The cast includes Alicia Vikander, Michael Fassbender, and Taylor Russell. The film reunites Na with a cinematographic style associated with Burning, Parasite, and The Wailing, which suggests a focus on controlled escalation and atmospheric tension.
FJORD (DIR. CRISTIAN MUNGIU)
Cristian Mungiu, a former Palme d’Or winner, presents Fjord, a Norway-set drama about a couple, played by Sebastian Stan and Renate Reinsve, who become entangled in escalating conflict with their neighbours.
The film marks Mungiu’s first collaboration with widely recognized Hollywood actors. While the setting shifts, the subject matter remains consistent with his previous work, focusing on social pressure and the way private disputes mirror larger structural tensions.
PAPER TIGER (DIR. JAMES GRAY)
James Gray returns to Cannes competition with Paper Tiger, a crime drama starring Miles Teller and Adam Driver as two brothers drawn into a scheme involving Russian organised crime. Scarlett Johansson also appears in a supporting role.
The film continues Gray’s long-standing interest in loyalty, family conflict, and moral compromise. It is his sixth entry in Cannes competition, where his films have often been noted for their classical structure and emphasis on character over genre innovation.
THE MAN I LOVE (DIR. IRA SACHS)
Ira Sachs shifts direction with The Man I Love, a musical fantasy set in 1980s New York. The film stars Rami Malek as a dying actor preparing for a final performance, with Rebecca Hall and Tom Sturridge in supporting roles.
ALL OF A SUDDEN (DIR. RYUSUKE HAMAGUCHI)
Ryusuke Hamaguchi presents a 196-minute film set in Paris, following a nursing home director, played by Virginie Efira, who implements a care philosophy known as Humanitude.
The film is loosely based on a published correspondence between a philosopher with terminal cancer and a medical anthropologist. It also features Tao Okamoto as a terminally ill playwright.
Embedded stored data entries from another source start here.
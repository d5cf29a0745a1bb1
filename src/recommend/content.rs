use super::{zip_scores, RankModel, Recommender};
use crate::algo::nmf::NmfConfig;
use crate::features::{
    follow_features, DescriptionOptions, DescriptionTable, DescriptionTopics, DescriptionVector,
    LanguageTable, LanguageVector,
};
use crate::similarity::{BigraphSimilarity, Side};
use crate::{Bigraph, Entity, EntityKind, Result, SocialGraph};
use ndarray::Array2;

/// Feature source of a [`ContentBased`] recommender.
#[derive(Debug, Clone)]
pub enum ContentSource {
    /// Bag of languages per repository.
    Languages(LanguageTable),
    /// Description vectors per repository.
    Descriptions {
        table: DescriptionTable,
        options: DescriptionOptions,
    },
    /// NMF topics of the description vectors.
    Topics {
        table: DescriptionTable,
        options: DescriptionOptions,
        nmf: NmfConfig,
    },
    /// Who follows each user.
    Followers(SocialGraph),
    /// Whom each user follows.
    Followees(SocialGraph),
    /// The user rows of the incidence matrix itself (quasi user-based CF).
    UserIncidence,
    /// The repository rows of the incidence matrix itself (quasi item-based CF).
    ItemIncidence,
}

impl ContentSource {
    fn name(&self) -> &'static str {
        match self {
            ContentSource::Languages(_) => "languages",
            ContentSource::Descriptions { .. } => "descriptions",
            ContentSource::Topics { .. } => "topics",
            ContentSource::Followers(_) => "followers",
            ContentSource::Followees(_) => "followees",
            ContentSource::UserIncidence => "user_incidence",
            ContentSource::ItemIncidence => "item_incidence",
        }
    }

    /// Feature matrix for one side of the user × repository bigraph.
    fn features(&self, bigraph: &Bigraph) -> Result<(Array2<f64>, Side)> {
        let features = match self {
            ContentSource::Languages(table) => (
                LanguageVector::new(table, true).features_for(bigraph.targets()),
                Side::Target,
            ),
            ContentSource::Descriptions { table, options } => (
                DescriptionVector::new(table, options).features_for(bigraph.targets()),
                Side::Target,
            ),
            ContentSource::Topics {
                table,
                options,
                nmf,
            } => {
                let vectors = DescriptionVector::new(table, options);
                let topics = DescriptionTopics::new(&vectors, nmf)?;
                (topics.features_for(bigraph.targets()), Side::Target)
            }
            ContentSource::Followers(graph) => {
                (follow_features(graph, bigraph.sources()).0, Side::Source)
            }
            ContentSource::Followees(graph) => {
                (follow_features(graph, bigraph.sources()).1, Side::Source)
            }
            ContentSource::UserIncidence => (bigraph.matrix().to_dense(), Side::Source),
            ContentSource::ItemIncidence => (bigraph.transposed().to_dense(), Side::Target),
        };
        Ok(features)
    }
}

/// Ranks repositories by their cosine similarity to the user, with features
/// known on one side of the user × repository bigraph carried to the other
/// side through the incidence matrix.
#[derive(Debug, Clone)]
pub struct ContentBased {
    pub source: ContentSource,
}

impl ContentBased {
    pub fn new(source: ContentSource) -> Self {
        Self { source }
    }
}

struct ContentModel {
    graph: SocialGraph,
    bigraph: Bigraph,
    /// users × repositories
    scores: Array2<f64>,
}

impl Recommender for ContentBased {
    fn name(&self) -> String {
        format!("content({})", self.source.name())
    }

    fn train(&self, graph: &SocialGraph) -> Result<Box<dyn RankModel>> {
        let bigraph = Bigraph::new(graph, EntityKind::User, EntityKind::Repository, None)?;
        let (features, side) = self.source.features(&bigraph)?;
        let similarity = BigraphSimilarity::new(&bigraph, &features, side)?;
        Ok(Box::new(ContentModel {
            graph: graph.clone(),
            scores: similarity.block(Side::Source, Side::Target).clone(),
            bigraph,
        }))
    }
}

impl RankModel for ContentModel {
    fn graph(&self) -> &SocialGraph {
        &self.graph
    }

    fn rank(&self, user: &Entity, _rng: &mut dyn rand::RngCore) -> Result<Vec<(Entity, f64)>> {
        let Some(u) = self.bigraph.source_index(user) else {
            return Ok(Vec::new());
        };
        Ok(zip_scores(
            self.bigraph.targets(),
            self.scores.row(u).iter().copied(),
        ))
    }
}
Hamaguchi continues his focus on extended dialogue scenes and interpersonal observation, following Drive My Car and Evil Does Not Exist.
VICTORIAN PSYCHO (DIR. ZACHARY WIGON)
Maika Monroe leads this gothic horror set in 1858, playing a governess who arrives at Ensor House, where residents begin to disappear shortly after her presence is established. With Thomasin McKenzie and Jason Isaacs co-starring, Victorian Psycho sits comfortably within genre cinema but seems intent on testing its edges.
COWARD (DIR. LUKAS DHONT)
Lukas Dhont returns after Girl and Close with a First World War drama about Pierre (Emmanuel Macchia), a young Belgian soldier attempting to prove his heroism, and Francis (Valentin Campagne), tasked with sustaining morale at the front.
Dhont frames the film as “about love and death, creation and destruction,” but his cinema has always been more minimal than declarative.